Attention, pour que cette expertise dite « de minorité » puisse être exercée, encore faut-il que les associés ou actionnaires détiennent individuellement ou en se groupant au moins 10% du capital social pour la SARL, et au moins 5% du capital pour les SA et les SAS.

 

a/ Les conditions de détention au capital et l’expertise de gestion :   

L’article L.223-37 du Code de commerce, s’agissant des SARL, précise que l’expertise de gestion ne peut être demandée que par un ou plusieurs associés représentant au moins le dixième du capital social ; à défaut, l’expertise n’est pas ouverte.

En ce qui concerne les SA et les SAS, l’article L.225-231, alinéa 1 du Code de commerce prévoit que les expertises de gestion ne peuvent être demandées que par un ou plusieurs actionnaires représentant au moins 5% du capital social.

Pour remplir cette condition de détention, les associés peuvent se regrouper et exercer ainsi l’action.

 

b/ Les questions écrites, préalables à l’expertise de gestion :

Une expertise de gestion ne peut être demandée au juge qu’après l’accomplissement d’une formalité qui est substantielle et qui consiste à poser par écrit, au Président du Conseil d’Administration ou au Directoire pour les SA, des questions sur l’opération ou les opérations contestées.

L’article L.225-231 du Code de commerce précise ce dispositif et rappelle que la demande doit être appréciée au niveau de l’intérêt du groupe et que la réponse doit être communiquée aux commissaires aux comptes.

A défaut de réponse dans un délai d’un mois, ou à défaut de communication d’éléments de réponse satisfaisants, ces actionnaires peuvent demander en référé la désignation d’un ou plusieurs experts, chargés de présenter un rapport sur une ou plusieurs opérations de gestion.

Il faut relever que l’obligation de poser une question écrite, préalablement à une procédure d’expertise de gestion, n’est, en revanche, pas imposée pour les SARL, de sorte qu’une expertise peut très bien être ordonnée sans que le gérant n’ait été préalablement mis en demeure de répondre à des questions écrites préalables.

 

c/ L’objet de l’expertise de gestion :

La demande d’expertise de gestion doit porter sur des opérations déterminées.

Selon la jurisprudence de la Cour de Cassation, les opérations critiquées doivent être très clairement identifiées.

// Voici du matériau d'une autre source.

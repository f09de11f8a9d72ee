/*
 * SPDX-FileCopyrightText: 2026 The rice-codes contributors
 *
 * SPDX-License-Identifier: Apache-2.0 OR LGPL-2.1-or-later
 */

use alloc::string::String;
use alloc::vec::Vec;
use core::fmt;
use core::str::FromStr;

#[cfg(feature = "mem_dbg")]
use mem_dbg::{MemDbg, MemSize};

use super::BitStringReader;
use crate::error::{MalformedError, Result, RiceError};

/// The radix marker prepended by the alternate form of [`Display`](fmt::Display)
/// and optionally accepted by [`FromStr`].
pub const RADIX_MARKER: &str = "0b";

/// An encoded value: an ordered sequence of bits.
///
/// The [`Display`](fmt::Display) implementation writes the bits as `0` and `1`
/// digits; the alternate form (`{:#}`) prepends [`RADIX_MARKER`], as in
/// `0b1101`. [`FromStr`] is dual, and accepts the digits with or without the
/// marker. Width, fill and alignment are honored, so codewords can be laid
/// out in tables.
///
/// With the `serde` feature, a bit string is serialized as its
/// [`Display`](fmt::Display) form.
#[derive(Debug, Clone, Default, PartialEq, Eq, Hash)]
#[cfg_attr(feature = "mem_dbg", derive(MemDbg, MemSize))]
#[cfg_attr(
    feature = "serde",
    derive(serde::Serialize, serde::Deserialize),
    serde(into = "String", try_from = "String")
)]
pub struct BitString {
    bits: Vec<bool>,
}

impl BitString {
    /// Create an empty bit string.
    #[must_use]
    pub fn new() -> Self {
        Self::default()
    }

    /// Return the number of bits.
    #[must_use]
    #[inline]
    pub fn len(&self) -> usize {
        self.bits.len()
    }

    /// Return whether the bit string contains no bits.
    #[must_use]
    #[inline]
    pub fn is_empty(&self) -> bool {
        self.bits.is_empty()
    }

    #[must_use]
    #[inline]
    pub fn as_slice(&self) -> &[bool] {
        &self.bits
    }

    pub fn iter(&self) -> impl Iterator<Item = bool> + '_ {
        self.bits.iter().copied()
    }

    /// Return the number of leading ones, that is, the length of the unary
    /// part of a codeword.
    #[must_use]
    pub fn leading_ones(&self) -> usize {
        self.bits.iter().take_while(|&&bit| bit).count()
    }

    /// Return a [`BitStringReader`] positioned on the first bit.
    #[must_use]
    pub fn reader(&self) -> BitStringReader<'_> {
        BitStringReader::new(&self.bits)
    }

    pub(crate) fn vec_mut(&mut self) -> &mut Vec<bool> {
        &mut self.bits
    }

    pub fn into_inner(self) -> Vec<bool> {
        self.bits
    }
}

impl AsRef<[bool]> for BitString {
    fn as_ref(&self) -> &[bool] {
        &self.bits
    }
}

impl From<Vec<bool>> for BitString {
    fn from(bits: Vec<bool>) -> Self {
        Self { bits }
    }
}

impl From<&[bool]> for BitString {
    fn from(bits: &[bool]) -> Self {
        Self {
            bits: bits.to_vec(),
        }
    }
}

impl FromIterator<bool> for BitString {
    fn from_iter<I: IntoIterator<Item = bool>>(iter: I) -> Self {
        Self {
            bits: iter.into_iter().collect(),
        }
    }
}

impl fmt::Display for BitString {
    fn fmt(&self, f: &mut fmt::Formatter<'_>) -> fmt::Result {
        let mut s = String::with_capacity(RADIX_MARKER.len() + self.bits.len());
        if f.alternate() {
            s.push_str(RADIX_MARKER);
        }
        s.extend(self.bits.iter().map(|&bit| if bit { '1' } else { '0' }));
        f.pad(&s)
    }
}

impl FromStr for BitString {
    type Err = RiceError;

    /// Parse `0` and `1` digits, optionally preceded by [`RADIX_MARKER`].
    ///
    /// Positions in [`MalformedError::InvalidDigit`] are counted from the
    /// first digit, excluding the marker.
    fn from_str(s: &str) -> Result<Self> {
        let digits = s.strip_prefix(RADIX_MARKER).unwrap_or(s);
        digits
            .chars()
            .enumerate()
            .map(|(pos, digit)| match digit {
                '0' => Ok(false),
                '1' => Ok(true),
                _ => Err(RiceError::from(MalformedError::InvalidDigit { digit, pos })),
            })
            .collect()
    }
}

impl From<BitString> for String {
    fn from(bits: BitString) -> Self {
        alloc::format!("{}", bits)
    }
}

impl TryFrom<String> for BitString {
    type Error = RiceError;

    fn try_from(s: String) -> Result<Self> {
        s.parse()
    }
}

Ainsi, les tribunaux rejettent-ils fréquemment des demandes qui portent sur la gestion générale et globale de la société, voire sur la régularité et la sincérité des comptes sociaux.

Les demandes d’expertise de gestion ne peuvent donc porter que sur des opérations de gestion à proprement parler, et ces demandes ne sont pas recevables pour des opérations qui sont de la compétence, non pas des organes exécutifs de sociétés, mais de l’assemblée des associés ou des actionnaires.

Il faut donc toujours prendre soin de « cibler » sa question, qui peut porter sur toutes questions de gestion (la régularisation d’un contrat de prêt, le recrutement d’un salarié, l’arrêt d’un contrat de distribution, un projet d’investissement, etc.).

 

d/ L’expertise de gestion et l’expertise dite « in futurum » :

À côté de l’expertise de gestion, les minoritaires peuvent solliciter une expertise préventive, telle que règlementée par l’article L.145 du Code de procédure civile qui dispose que « S’il existe un motif légitime de conserver ou d’établir avant tout procès la preuve de faits dont pourrait dépendre la solution d’un litige, les mesures d’instruction légalement admissibles peuvent être ordonnées à la demande de tout intéressé, sur requête ou en référé. »

Ce texte est très important puisqu’il permet à des minoritaires qui ne pourraient pas demander une expertise de gestion car ils ne répondraient pas aux conditions de détention, de solliciter une expertise in futurum.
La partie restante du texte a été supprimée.